**** Data to examine

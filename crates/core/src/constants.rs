/// Default backend origin, including the versioned API root.
pub const DEFAULT_API_URL: &str = "http://localhost:3002/api/v1";

/// Environment variable that overrides the backend origin.
pub const API_URL_ENV: &str = "POSTUREKIT_API_URL";

/// Fixed timeout applied to every backend request.
pub const DEFAULT_TIMEOUT_SECS: u64 = 30;

/// Credential-store key under which the bearer token persists.
pub const ACCESS_TOKEN_KEY: &str = "posturekit_access_token";

/// Credential-store key for the selected display locale.
pub const LOCALE_KEY: &str = "posturekit_locale";

/// Page size for patient listings.
pub const PATIENTS_PAGE_LIMIT: u32 = 50;

/// Page size for assessment listings.
pub const ASSESSMENTS_PAGE_LIMIT: u32 = 20;
//! Tournament seats: identity, stack, decision policy, and history.

use std::fmt;
use std::sync::Arc;

use rand::seq::SliceRandom;
use rand::RngCore;
use serde::{Deserialize, Serialize};

use crate::cards::{Card, Street};
use crate::profile::{ObservedAction, OpponentProfile};
use crate::strategy::{BotAction, DecisionContext, StrategyEngine};

/// How a seat chooses its actions.
#[derive(Clone)]
pub enum DecisionPolicy {
    /// Bot pooling into the shared regret-minimization engine.
    Shared(Arc<StrategyEngine>),
    /// Uniform random over fold/call/raise (the baseline non-learning bot;
    /// also what newly registered human seats fall back to between inputs).
    Uniform,
    /// Always the same action (scripted seats and tests).
    Fixed(BotAction),
}

impl fmt::Debug for DecisionPolicy {
    fn fmt(&self, f: &mut fmt::Formatter<'_>) -> fmt::Result {
        match self {
            DecisionPolicy::Shared(_) => write!(f, "Shared"),
            DecisionPolicy::Uniform => write!(f, "Uniform"),
            DecisionPolicy::Fixed(action) => write!(f, "Fixed({})", action),
        }
    }
}

/// One entry of a seat's append-only decision log.
#[derive(Debug, Clone, Serialize, Deserialize)]
pub struct DecisionRecord {
    /// Round the decision was made in.
    pub round: u32,
    /// Street the decision was made on.
    pub street: Street,
    /// Bet the seat was facing.
    pub current_bet: i64,
    /// The action taken.
    pub action: BotAction,
}

/// A tournament participant.
///
/// Identity and stack persist across rounds until elimination; hole cards
/// are round-scoped and cleared between hands; the decision history and the
/// opponent dossier grow for the player's lifetime.
pub struct Player {
    /// Unique name within the tournament.
    pub name: String,
    /// Chip stack; can dip below zero transiently before elimination applies.
    pub stack: i64,
    /// Hole cards for the hand in progress (exactly 2 once dealt).
    pub hole_cards: Vec<Card>,
    /// Whether the seat has folded out of the current hand.
    pub folded: bool,
    /// Append-only decision log.
    pub history: Vec<DecisionRecord>,
    /// Per-opponent behavior tallies owned by this player.
    pub dossier: OpponentProfile,
    policy: DecisionPolicy,
}

impl Player {
    /// Create a player with the given policy.
    pub fn new(name: impl Into<String>, stack: i64, policy: DecisionPolicy) -> Self {
        Self {
            name: name.into(),
            stack,
            hole_cards: Vec::with_capacity(2),
            folded: false,
            history: Vec::new(),
            dossier: OpponentProfile::new(),
            policy,
        }
    }

    /// Create a bot wired to the shared strategy engine.
    pub fn bot(name: impl Into<String>, stack: i64, engine: Arc<StrategyEngine>) -> Self {
        Self::new(name, stack, DecisionPolicy::Shared(engine))
    }

    /// The seat's decision policy.
    pub fn policy(&self) -> &DecisionPolicy {
        &self.policy
    }

    /// Decide an action for the given context and log it.
    pub fn make_decision(&mut self, ctx: &DecisionContext<'_>, rng: &mut dyn RngCore) -> BotAction {
        let action = match &self.policy {
            DecisionPolicy::Shared(engine) => engine.decide(ctx, rng),
            DecisionPolicy::Uniform => *BotAction::ALL
                .choose(rng)
                .expect("action list is non-empty"),
            DecisionPolicy::Fixed(action) => *action,
        };
        self.history.push(DecisionRecord {
            round: ctx.round,
            street: ctx.street,
            current_bet: ctx.current_bet,
            action,
        });
        action
    }

    /// Record an opponent's action in this player's dossier.
    pub fn observe(&mut self, opponent: &str, action: BotAction) {
        let observed = match action {
            BotAction::Fold => ObservedAction::Fold,
            BotAction::Call => ObservedAction::Call,
            BotAction::Raise => ObservedAction::Aggro,
        };
        self.dossier.record(opponent, observed);
    }

    /// Reset round-scoped state before a new hand.
    pub fn reset_for_hand(&mut self) {
        self.hole_cards.clear();
        self.folded = false;
    }
}

impl fmt::Debug for Player {
    fn fmt(&self, f: &mut fmt::Formatter<'_>) -> fmt::Result {
        f.debug_struct("Player")
            .field("name", &self.name)
            .field("stack", &self.stack)
            .field("folded", &self.folded)
            .field("policy", &self.policy)
            .finish()
    }
}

********

Problem statement » Show all of the lines above in which "DecisionRecord" is present.

Your solution »
pub struct DecisionRecord {
    pub history: Vec<DecisionRecord>,
        self.history.push(DecisionRecord {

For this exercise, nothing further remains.